Bad Cello's premieres the re-mixed and re-mastered version of “Not That I've Changed”, originally off the debut album Takes. Fronted by Utica, NY's Zeno Pittarelli, he operates on an indie folk ethic that organizes all instrumentation and lyrical writing in accordance to the heart's directives. Lyman Christensen's re-working of Takes presents a new mastering and mix that binds the instrumental passions together, stitched with the threads that mend broken hearts and exhibit the lasting care that continues long after the fling has passed away.

Pittarelli begins “Not That I've Changed” with a eulogy for the halycyon haze of youth, complete with dramatic organ accompaniment. “At 23, in my grave, would you speak my name?” An interrupted funeral fourth wall finds the song's narrator thinking outside the casket about legacy, the lasting of bonds, and whether or not thoughts still play together between and beyond the mortal coil.

While entertaining traditional and conventional arrangements with Christensen's benediction, the traditional verse chorus structure is foregone in the name of musical expressionism in a minute and 22 seconds time. “Timid I am, tired no more, sleep until the summer tears, bring flowers through the floor”. Borrowing a pinch of that old western Lee Hazlewood thinking and wisdom of, “We All Make the Flowers Grow”, Zeno divulges in the delights of the rest found while wading in the Hades, Styx river while acknowledging the ecological cycles and orders of life.
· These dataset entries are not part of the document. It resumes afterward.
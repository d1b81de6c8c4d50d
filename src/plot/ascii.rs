//! Text rendering of the plot data for terminal output.
//!
//! This is intentionally "dumb" (fixed-size grid), optimized for:
//! - quick visual sanity checks in a terminal
//! - deterministic output (helpful for golden tests)
//!
//! Plot elements:
//! - scatter points: cluster id digit (`0`–`9`, `*` beyond)
//! - observed points on fit plots: `o`
//! - fitted curve: `-` line
//! - confidence envelope: `.` shading

use crate::domain::CorrelationMatrix;
use crate::plot::data::{FitSeries, ScatterPoint};

/// Something that can turn plot data into a printable artifact.
pub trait Renderer {
    /// Scatter of observations coloured by cluster.
    fn scatter(&self, title: &str, points: &[ScatterPoint]) -> String;
    /// Observations with a fitted curve and its shaded envelope.
    fn fit(&self, title: &str, points: &[ScatterPoint], series: &FitSeries) -> String;
    /// Correlation heat map.
    fn heatmap(&self, corr: &CorrelationMatrix) -> String;
}

/// Fixed-grid character renderer.
#[derive(Debug, Clone, Copy)]
pub struct AsciiRenderer {
    pub width: usize,
    pub height: usize,
}

impl Default for AsciiRenderer {
    fn default() -> Self {
        Self { width: 80, height: 20 }
    }
}

impl Renderer for AsciiRenderer {
    fn scatter(&self, title: &str, points: &[ScatterPoint]) -> String {
        let width = self.width.max(10);
        let height = self.height.max(5);

        let (x_min, x_max) = range(points.iter().map(|p| p.x)).unwrap_or((0.0, 1.0));
        let (y_min, y_max) = range(points.iter().map(|p| p.y)).unwrap_or((0.0, 1.0));
        let (y_min, y_max) = pad_range(y_min, y_max, 0.05);

        let mut grid = vec![vec![' '; width]; height];
        for p in points {
            let gx = map_x(p.x, x_min, x_max, width);
            let gy = map_y(p.y, y_min, y_max, height);
            grid[gy][gx] = cluster_char(p.label);
        }

        finish(title, x_min, x_max, y_min, y_max, grid)
    }

    fn fit(&self, title: &str, points: &[ScatterPoint], series: &FitSeries) -> String {
        let width = self.width.max(10);
        let height = self.height.max(5);

        let xs = points.iter().map(|p| p.x).chain(series.x.iter().copied());
        let (x_min, x_max) = range(xs).unwrap_or((0.0, 1.0));
        let ys = points
            .iter()
            .map(|p| p.y)
            .chain(series.y.iter().copied())
            .chain(series.lower.iter().copied())
            .chain(series.upper.iter().copied());
        let (y_min, y_max) = range(ys).unwrap_or((0.0, 1.0));
        let (y_min, y_max) = pad_range(y_min, y_max, 0.05);

        let mut grid = vec![vec![' '; width]; height];

        // Envelope first, then curve, then points, so later layers overlay.
        for ((&x, &lo), &hi) in series.x.iter().zip(&series.lower).zip(&series.upper) {
            if !(x.is_finite() && lo.is_finite() && hi.is_finite()) {
                continue;
            }
            let gx = map_x(x, x_min, x_max, width);
            let top = map_y(hi, y_min, y_max, height);
            let bottom = map_y(lo, y_min, y_max, height);
            for row in grid.iter_mut().take(bottom + 1).skip(top) {
                row[gx] = '.';
            }
        }

        let curve: Vec<(f64, f64)> = series
            .x
            .iter()
            .zip(&series.y)
            .filter(|(x, y)| x.is_finite() && y.is_finite())
            .map(|(&x, &y)| (x, y))
            .collect();
        draw_curve(&mut grid, &curve, x_min, x_max, y_min, y_max);

        for p in points {
            let gx = map_x(p.x, x_min, x_max, width);
            let gy = map_y(p.y, y_min, y_max, height);
            grid[gy][gx] = 'o';
        }

        finish(title, x_min, x_max, y_min, y_max, grid)
    }

    fn heatmap(&self, corr: &CorrelationMatrix) -> String {
        const SHADES: [char; 5] = [' ', '.', ':', '+', '#'];

        let label_w = corr.names.iter().map(|n| n.len()).max().unwrap_or(0).max(4);
        let mut out = String::new();

        out.push_str(&format!("{:<label_w$}", ""));
        for name in &corr.names {
            out.push_str(&format!(" {:>label_w$}", name));
        }
        out.push('\n');

        for (i, name) in corr.names.iter().enumerate() {
            out.push_str(&format!("{name:<label_w$}"));
            for j in 0..corr.names.len() {
                let r = corr.values[(i, j)];
                let cell = if r.is_finite() {
                    let shade = SHADES[((r.abs() * 4.0).round() as usize).min(4)];
                    format!("{shade}{r:+.3}")
                } else {
                    "   n/a".to_string()
                };
                out.push_str(&format!(" {cell:>label_w$}"));
            }
            out.push('\n');
        }

        out
    }
}

fn finish(title: &str, x_min: f64, x_max: f64, y_min: f64, y_max: f64, grid: Vec<Vec<char>>) -> String {
    let mut out = String::new();
    out.push_str(&format!(
        "{title}: x=[{x_min:.2}, {x_max:.2}] | y=[{y_min:.2}, {y_max:.2}]\n"
    ));
    for row in grid {
        out.push_str(&row.into_iter().collect::<String>());
        out.push('\n');
    }
    out
}

fn cluster_char(label: usize) -> char {
    char::from_digit(label as u32, 10).filter(|_| label < 10).unwrap_or('*')
}

fn range(values: impl Iterator<Item = f64>) -> Option<(f64, f64)> {
    let mut min = f64::INFINITY;
    let mut max = f64::NEG_INFINITY;
    for v in values.filter(|v| v.is_finite()) {
        min = min.min(v);
        max = max.max(v);
    }
    if min.is_finite() && max.is_finite() && max > min {
        Some((min, max))
    } else {
        None
    }
}

fn pad_range(min: f64, max: f64, frac: f64) -> (f64, f64) {
    let span = (max - min).abs();
    let pad = (span * frac).max(1e-12);
    (min - pad, max + pad)
}

fn map_x(x: f64, x_min: f64, x_max: f64, width: usize) -> usize {
    let width = width.max(2);
    let u = ((x - x_min) / (x_max - x_min)).clamp(0.0, 1.0);
    (u * (width as f64 - 1.0)).round() as usize
}

fn map_y(y: f64, y_min: f64, y_max: f64, height: usize) -> usize {
    let height = height.max(2);
    let u = ((y - y_min) / (y_max - y_min)).clamp(0.0, 1.0);
    // y=top is max -> row 0
    (height as f64 - 1.0 - (u * (height as f64 - 1.0))).round() as usize
}

fn draw_curve(grid: &mut [Vec<char>], curve: &[(f64, f64)], x_min: f64, x_max: f64, y_min: f64, y_max: f64) {
    if curve.len() < 2 {
        return;
    }
    let height = grid.len();
    let width = grid[0].len();

    let mut prev = None;
    for &(x, y) in curve {
        let gx = map_x(x, x_min, x_max, width);
        let gy = map_y(y, y_min, y_max, height);
        if let Some((x0, y0)) = prev {
            draw_line(grid, x0, y0, gx, gy, '-');
        } else {
            grid[gy][gx] = '-';
        }
        prev = Some((gx, gy));
    }
}

/// Integer line drawing (Bresenham-ish). Overwrites blanks and envelope shading.
fn draw_line(grid: &mut [Vec<char>], x0: usize, y0: usize, x1: usize, y1: usize, ch: char) {
    let mut x0 = x0 as isize;
    let mut y0 = y0 as isize;
    let x1 = x1 as isize;
    let y1 = y1 as isize;

    let dx = (x1 - x0).abs();
    let sx = if x0 < x1 { 1 } else { -1 };
    let dy = -(y1 - y0).abs();
    let sy = if y0 < y1 { 1 } else { -1 };
    let mut err = dx + dy;

    loop {
        if y0 >= 0 && (y0 as usize) < grid.len() && x0 >= 0 && (x0 as usize) < grid[0].len() {
            let cell = &mut grid[y0 as usize][x0 as usize];
            if *cell == ' ' || *cell == '.' {
                *cell = ch;
            }
        }

        if x0 == x1 && y0 == y1 {
            break;
        }
        let e2 = 2 * err;
        if e2 >= dy {
            err += dy;
            x0 += sx;
        }
        if e2 <= dx {
            err += dx;
            y0 += sy;
        }
    }
}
Between enriching the soil through the imagined decomposition that is only matched by the tears of the bereaved six feet above; the worlds of the living and the dead are not only linked by heart and memory but connected meanings within the song's own creative ecology.

At the heart of everything is the statement of, “you mean something to me”. This informs the beginning where wondering whether or not a loved one will utter your name or say some words in closing thrives on cherished affections that are stronger than mortality. Despite the moribund subject matters, the song pushes forward on a drive of excited newness, where the statement of “it's not that I've changed” celebrates and searches the rare permanence that is hard to find in the waking world and is perhaps guaranteed in that next, great, forever unknown.

Bad Cello's debut Takes originally was released in the fall of 2012 and has been re-mixed and re-mastered by Lyman Christensen for re-release this coming June 1 from Double Double Whammy.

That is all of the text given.